The Lord of Earth questioned his pets and the answers he received explained so much, explained the strange noises he had heard and their exotic behavior. It didn't take long to find out that the Lord of Water had visited and been up to his old tricks. He would not allow his private sanctuary to be violated in such a way. His pets would have to leave his garden and live with the other earthlings. They would learn to toil and feed themselves and no longer be loved and petted and cared for. They were no longer pets. They were something more, something else. His brother had gone too far.

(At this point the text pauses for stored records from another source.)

//! Unified diff extraction
//!
//! Some models answer with unified diffs instead of operations. Each
//! `--- a/<path>` header starts a patch for that path; the patch runs until
//! the next header or the end of the response.

use regex_lite::Regex;
use std::sync::OnceLock;

/// Header line opening a patch
pub const DIFF_HEADER: &str = "--- a/";

/// A patch for one file, headers included
#[derive(Debug, Clone, PartialEq, Eq)]
pub struct FileDiff {
    pub path: String,
    pub diff: String,
}

fn hunk_header() -> &'static Regex {
    static HUNK: OnceLock<Regex> = OnceLock::new();
    HUNK.get_or_init(|| Regex::new(r"^@@ -\d+(,\d+)? \+\d+(,\d+)? @@").expect("valid regex"))
}

/// Split a model response into per-file patches
pub fn parse_unified_diffs(response: &str) -> Vec<FileDiff> {
    let mut patches = Vec::new();
    let mut current: Option<(String, Vec<&str>)> = None;

    for line in response.trim().lines() {
        if let Some(path) = line.strip_prefix(DIFF_HEADER) {
            if let Some((path, lines)) = current.take() {
                patches.push(FileDiff {
                    path,
                    diff: lines.join("\n"),
                });
            }
            current = Some((path.trim_end().to_string(), vec![line]));
        } else if let Some((_, lines)) = current.as_mut() {
            lines.push(line);
        }
    }

    if let Some((path, lines)) = current {
        patches.push(FileDiff {
            path,
            diff: lines.join("\n"),
        });
    }

    patches
}

/// Whether a patch has both file headers and at least one hunk
pub fn is_valid_unified_diff(diff: &str) -> bool {
    let lines: Vec<&str> = diff.trim().lines().collect();
    if lines.len() < 3 {
        return false;
    }
    if !(lines[0].starts_with("--- ") && lines[1].starts_with("+++ ")) {
        return false;
    }
    lines[2..].iter().any(|line| hunk_header().is_match(line))
}

#[cfg(test)]
mod tests {
    use super::*;

    const RESPONSE: &str = "Here are the patches:\n\
--- a/docs/install.md\n\
+++ b/docs/install.md\n\
@@ -1,2 +1,2 @@\n\
 # Install\n\
-Use v1.0\n\
+Use v2.0\n\
--- a/docs/usage.md\n\
+++ b/docs/usage.md\n\
@@ -3 +3,2 @@ ## Usage\n\
 Call run.\n\
+Call stop.";

    #[test]
    fn test_split_per_file() {
        let patches = parse_unified_diffs(RESPONSE);
        assert_eq!(patches.len(), 2);
        assert_eq!(patches[0].path, "docs/install.md");
        assert!(patches[0].diff.starts_with("--- a/docs/install.md\n+++ b/docs/install.md"));
        assert!(patches[0].diff.ends_with("+Use v2.0"));
        assert_eq!(patches[1].path, "docs/usage.md");
        assert!(patches[1].diff.ends_with("+Call stop."));
    }

    #[test]
    fn test_validate() {
        for patch in parse_unified_diffs(RESPONSE) {
            assert!(is_valid_unified_diff(&patch.diff), "{}", patch.path);
        }
        assert!(!is_valid_unified_diff("--- a/x.md\n+++ b/x.md"));
        assert!(!is_valid_unified_diff("--- a/x.md\n+++ b/x.md\n just context"));
        assert!(!is_valid_unified_diff("+++ b/x.md\n--- a/x.md\n@@ -1 +1 @@"));
    }

    #[test]
    fn test_no_headers() {
        assert!(parse_unified_diffs("No changes needed.").is_empty());
    }
}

The Lord of Water's symbol was two snakes coiled around a staff, the symbol of his calling as a scientist and his creation of the slave species. It is not surprising that he would be called a snake by future generations as the snake was a symbol for the creative branch of science. Call it poetic license, a poetic license that has turned a scientist into a living serpent, a demon tempting innocence into the sin of knowledge of the full extent of the changes made in the earthlings. The earthlings could procreate and probably had souls. They were no longer just slaves and pets because they contained the essence of the colonists's being.

By his meddling, and his own curiosity, the Lord of Water had changed humanoid beings into beings closer to the humanity of the colonists.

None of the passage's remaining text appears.